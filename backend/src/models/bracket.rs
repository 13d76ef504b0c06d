//! Age brackets and their sleep recommendations.
//!
//! The table below is fixed: twelve rows, each pairing an age range with the
//! recommended nightly sleep duration and the sleep-cycle length used for it.
//! Infants and toddlers (0-2 years) sleep in ~50 minute cycles, everyone else
//! in ~90 minute cycles.

use serde::{Deserialize, Serialize};
use std::fmt;
use std::str::FromStr;

use crate::error::CalcError;

/// Cycle length for brackets covering ages 0-2 years.
pub const INFANT_CYCLE_MINUTES: u32 = 50;
/// Cycle length for every older bracket.
pub const STANDARD_CYCLE_MINUTES: u32 = 90;

/// Identifier of one of the twelve age brackets.
#[derive(Debug, Clone, Copy, PartialEq, Eq, PartialOrd, Ord, Hash, Serialize, Deserialize)]
pub enum AgeBracketId {
    #[serde(rename = "months_0_to_3")]
    Months0To3,
    #[serde(rename = "months_4_to_11")]
    Months4To11,
    #[serde(rename = "years_1_to_2")]
    Years1To2,
    #[serde(rename = "years_3_to_5")]
    Years3To5,
    #[serde(rename = "years_6_to_13")]
    Years6To13,
    #[serde(rename = "years_14_to_17")]
    Years14To17,
    #[serde(rename = "years_18_to_25")]
    Years18To25,
    #[serde(rename = "years_26_to_35")]
    Years26To35,
    #[serde(rename = "years_36_to_45")]
    Years36To45,
    #[serde(rename = "years_46_to_55")]
    Years46To55,
    #[serde(rename = "years_56_to_64")]
    Years56To64,
    #[serde(rename = "years_65_plus")]
    Years65Plus,
}

impl AgeBracketId {
    /// All identifiers in table order.
    pub const ALL: [AgeBracketId; 12] = [
        AgeBracketId::Months0To3,
        AgeBracketId::Months4To11,
        AgeBracketId::Years1To2,
        AgeBracketId::Years3To5,
        AgeBracketId::Years6To13,
        AgeBracketId::Years14To17,
        AgeBracketId::Years18To25,
        AgeBracketId::Years26To35,
        AgeBracketId::Years36To45,
        AgeBracketId::Years46To55,
        AgeBracketId::Years56To64,
        AgeBracketId::Years65Plus,
    ];

    /// Stable snake-case identifier, as used in JSON.
    pub fn as_str(&self) -> &'static str {
        match self {
            AgeBracketId::Months0To3 => "months_0_to_3",
            AgeBracketId::Months4To11 => "months_4_to_11",
            AgeBracketId::Years1To2 => "years_1_to_2",
            AgeBracketId::Years3To5 => "years_3_to_5",
            AgeBracketId::Years6To13 => "years_6_to_13",
            AgeBracketId::Years14To17 => "years_14_to_17",
            AgeBracketId::Years18To25 => "years_18_to_25",
            AgeBracketId::Years26To35 => "years_26_to_35",
            AgeBracketId::Years36To45 => "years_36_to_45",
            AgeBracketId::Years46To55 => "years_46_to_55",
            AgeBracketId::Years56To64 => "years_56_to_64",
            AgeBracketId::Years65Plus => "years_65_plus",
        }
    }

    /// The table row for this bracket.
    pub fn bracket(&self) -> &'static AgeBracket {
        // Table rows are laid out in the same order as the enum variants.
        &AGE_BRACKETS[*self as usize]
    }

    /// Whether the bracket covers ages 0-2 years.
    pub fn is_under_three(&self) -> bool {
        matches!(
            self,
            AgeBracketId::Months0To3 | AgeBracketId::Months4To11 | AgeBracketId::Years1To2
        )
    }
}

impl fmt::Display for AgeBracketId {
    fn fmt(&self, f: &mut fmt::Formatter<'_>) -> fmt::Result {
        f.write_str(self.as_str())
    }
}

impl FromStr for AgeBracketId {
    type Err = CalcError;

    /// Accepts either the snake-case id or a display label such as `"18-25 Years"`.
    fn from_str(s: &str) -> Result<Self, Self::Err> {
        let trimmed = s.trim();
        AgeBracketId::ALL
            .iter()
            .copied()
            .find(|id| id.as_str() == trimmed)
            .or_else(|| AgeBracket::find_by_label(trimmed).map(|b| b.id))
            .ok_or_else(|| CalcError::UnknownAgeBracket(s.to_string()))
    }
}

/// One row of the age-bracket table.
#[derive(Debug, Clone, Copy, PartialEq, Eq, Serialize)]
pub struct AgeBracket {
    pub id: AgeBracketId,
    /// Display range, e.g. `"18-25 Years"`.
    pub label: &'static str,
    /// Lower bound of the recommended nightly sleep, in hours.
    pub min_hours: u32,
    /// Upper bound of the recommended nightly sleep, in hours.
    pub max_hours: u32,
    /// Length of one sleep cycle, in minutes.
    pub cycle_minutes: u32,
}

impl AgeBracket {
    const fn new(
        id: AgeBracketId,
        label: &'static str,
        min_hours: u32,
        max_hours: u32,
        cycle_minutes: u32,
    ) -> Self {
        Self {
            id,
            label,
            min_hours,
            max_hours,
            cycle_minutes,
        }
    }

    /// Leading token of the display range (`"0-3"`, `"65+"`).
    pub fn range_token(&self) -> &'static str {
        self.label.split(' ').next().unwrap_or(self.label)
    }

    /// Resolve a free-text label to a bracket.
    ///
    /// Scans the table in order and returns the first row whose range token
    /// occurs anywhere in `label`.
    pub fn find_by_label(label: &str) -> Option<&'static AgeBracket> {
        if label.trim().is_empty() {
            return None;
        }
        AGE_BRACKETS.iter().find(|b| label.contains(b.range_token()))
    }

    /// All rows in table order.
    pub fn all() -> &'static [AgeBracket] {
        &AGE_BRACKETS
    }
}

/// The fixed age-bracket table.
pub static AGE_BRACKETS: [AgeBracket; 12] = [
    AgeBracket::new(AgeBracketId::Months0To3, "0-3 Months", 14, 17, INFANT_CYCLE_MINUTES),
    AgeBracket::new(AgeBracketId::Months4To11, "4-11 Months", 12, 15, INFANT_CYCLE_MINUTES),
    AgeBracket::new(AgeBracketId::Years1To2, "1-2 Years", 11, 14, INFANT_CYCLE_MINUTES),
    AgeBracket::new(AgeBracketId::Years3To5, "3-5 Years", 10, 13, STANDARD_CYCLE_MINUTES),
    AgeBracket::new(AgeBracketId::Years6To13, "6-13 Years", 9, 11, STANDARD_CYCLE_MINUTES),
    AgeBracket::new(AgeBracketId::Years14To17, "14-17 Years", 8, 10, STANDARD_CYCLE_MINUTES),
    AgeBracket::new(AgeBracketId::Years18To25, "18-25 Years", 7, 9, STANDARD_CYCLE_MINUTES),
    AgeBracket::new(AgeBracketId::Years26To35, "26-35 Years", 7, 9, STANDARD_CYCLE_MINUTES),
    AgeBracket::new(AgeBracketId::Years36To45, "36-45 Years", 7, 9, STANDARD_CYCLE_MINUTES),
    AgeBracket::new(AgeBracketId::Years46To55, "46-55 Years", 7, 9, STANDARD_CYCLE_MINUTES),
    AgeBracket::new(AgeBracketId::Years56To64, "56-64 Years", 7, 8, STANDARD_CYCLE_MINUTES),
    AgeBracket::new(AgeBracketId::Years65Plus, "65+ Years", 7, 8, STANDARD_CYCLE_MINUTES),
];

#[cfg(test)]
mod tests {
    use super::*;

    #[test]
    fn test_table_order_matches_ids() {
        for (i, id) in AgeBracketId::ALL.iter().enumerate() {
            assert_eq!(AGE_BRACKETS[i].id, *id);
            assert_eq!(id.bracket().id, *id);
        }
    }

    #[test]
    fn test_cycle_minutes_partition() {
        for b in AgeBracket::all() {
            assert!(b.cycle_minutes == 50 || b.cycle_minutes == 90);
            assert_eq!(b.cycle_minutes == 50, b.id.is_under_three(), "{}", b.label);
        }
    }

    #[test]
    fn test_exact_table_values() {
        let rows: Vec<(&str, u32, u32)> = AgeBracket::all()
            .iter()
            .map(|b| (b.label, b.min_hours, b.max_hours))
            .collect();
        assert_eq!(
            rows,
            vec![
                ("0-3 Months", 14, 17),
                ("4-11 Months", 12, 15),
                ("1-2 Years", 11, 14),
                ("3-5 Years", 10, 13),
                ("6-13 Years", 9, 11),
                ("14-17 Years", 8, 10),
                ("18-25 Years", 7, 9),
                ("26-35 Years", 7, 9),
                ("36-45 Years", 7, 9),
                ("46-55 Years", 7, 9),
                ("56-64 Years", 7, 8),
                ("65+ Years", 7, 8),
            ]
        );
    }

    #[test]
    fn test_range_token() {
        assert_eq!(AgeBracketId::Months0To3.bracket().range_token(), "0-3");
        assert_eq!(AgeBracketId::Years65Plus.bracket().range_token(), "65+");
    }

    #[test]
    fn test_find_by_label() {
        let b = AgeBracket::find_by_label("18-25 Years").unwrap();
        assert_eq!(b.id, AgeBracketId::Years18To25);

        // button text may carry extra decoration around the range
        let b = AgeBracket::find_by_label("  65+ yrs ").unwrap();
        assert_eq!(b.id, AgeBracketId::Years65Plus);

        assert!(AgeBracket::find_by_label("").is_none());
        assert!(AgeBracket::find_by_label("teenager").is_none());
    }

    #[test]
    fn test_parse_id_and_label() {
        assert_eq!(
            "years_6_to_13".parse::<AgeBracketId>().unwrap(),
            AgeBracketId::Years6To13
        );
        assert_eq!(
            "4-11 Months".parse::<AgeBracketId>().unwrap(),
            AgeBracketId::Months4To11
        );
        assert_eq!(
            "elderly".parse::<AgeBracketId>(),
            Err(CalcError::UnknownAgeBracket("elderly".to_string()))
        );
    }

    #[test]
    fn test_id_serde_matches_as_str() {
        for id in AgeBracketId::ALL {
            let json = serde_json::to_string(&id).unwrap();
            assert_eq!(json, format!("\"{}\"", id.as_str()));
            let back: AgeBracketId = serde_json::from_str(&json).unwrap();
            assert_eq!(back, id);
        }
    }
}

__EXERCISE GOAL__:
Collect every line from the records above that contains the word "Debug".

__TASK ANSWER__:
#[derive(Debug, Clone, Copy, PartialEq, Eq, PartialOrd, Ord, Hash, Serialize, Deserialize)]
#[derive(Debug, Clone, Copy, PartialEq, Eq, Serialize)]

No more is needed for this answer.